* _WHAT TO WORK ON_: Find each line of the entries with the string "Error", please, and copy it.

* _DATA PROVIDED_:
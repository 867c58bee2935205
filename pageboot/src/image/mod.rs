//! Firmware images.
//!
//! A [`FirmwareImage`] is a start address plus one contiguous run of bytes.
//! Gaps cannot be represented. Images travel to and from disk in the
//! line-oriented hex record format implemented in [`hex`].

pub mod hex;

use {
    crate::error::{Error, Result},
    log::debug,
    std::{
        fs::File,
        io::{BufReader, BufWriter, Write},
        path::Path,
    },
};

/// Size of the 16-bit address space covered by hex data records.
pub const ADDRESS_SPACE: u32 = 0x1_0000;

/// A contiguous firmware image.
#[derive(Debug, Clone, PartialEq, Eq)]
pub struct FirmwareImage {
    start_address: u32,
    data: Vec<u8>,
}

impl FirmwareImage {
    /// Create an image, rejecting one that runs past the 16-bit address space.
    pub fn new(start_address: u32, data: Vec<u8>) -> Result<Self> {
        let available = ADDRESS_SPACE.saturating_sub(start_address) as usize;
        if start_address >= ADDRESS_SPACE || data.len() > available {
            return Err(Error::ImageTooLarge {
                size: data.len(),
                available,
            });
        }
        Ok(Self {
            start_address,
            data,
        })
    }

    /// Address of the first byte.
    pub fn start_address(&self) -> u32 {
        self.start_address
    }

    /// Address one past the last byte.
    pub fn end_address(&self) -> u32 {
        // new() guarantees the sum stays within ADDRESS_SPACE
        self.start_address + self.data.len() as u32
    }

    /// Image bytes.
    pub fn data(&self) -> &[u8] {
        &self.data
    }

    /// Consume the image and return its bytes.
    pub fn into_data(self) -> Vec<u8> {
        self.data
    }

    /// Number of bytes.
    pub fn len(&self) -> usize {
        self.data.len()
    }

    /// Whether the image holds no bytes.
    pub fn is_empty(&self) -> bool {
        self.data.is_empty()
    }

    /// Pages needed to program the image; the last one may be partial.
    ///
    /// Returns 0 for a zero page size.
    pub fn page_count(&self, page_size: usize) -> usize {
        if page_size == 0 {
            return 0;
        }
        self.data.len().div_ceil(page_size)
    }

    /// Load an image from a hex file.
    ///
    /// `Ok(None)` means the file holds no data records.
    pub fn from_file<P: AsRef<Path>>(path: P) -> Result<Option<Self>> {
        let path = path.as_ref();
        debug!("Loading hex image from: {}", path.display());

        let file = File::open(path)?;
        hex::decode_reader(BufReader::new(file))
    }

    /// Save the image as a hex file, replacing any existing file.
    pub fn write_file<P: AsRef<Path>>(&self, path: P) -> Result<()> {
        let path = path.as_ref();
        debug!(
            "Writing {} bytes at 0x{:04X} to: {}",
            self.len(),
            self.start_address,
            path.display()
        );

        let mut writer = BufWriter::new(File::create(path)?);
        hex::encode_to(self, &mut writer)?;
        writer.flush()?;
        Ok(())
    }
}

* _EXPECTED OUTPUT_:
    crate::error::{Error, Result},
            return Err(Error::ImageTooLarge {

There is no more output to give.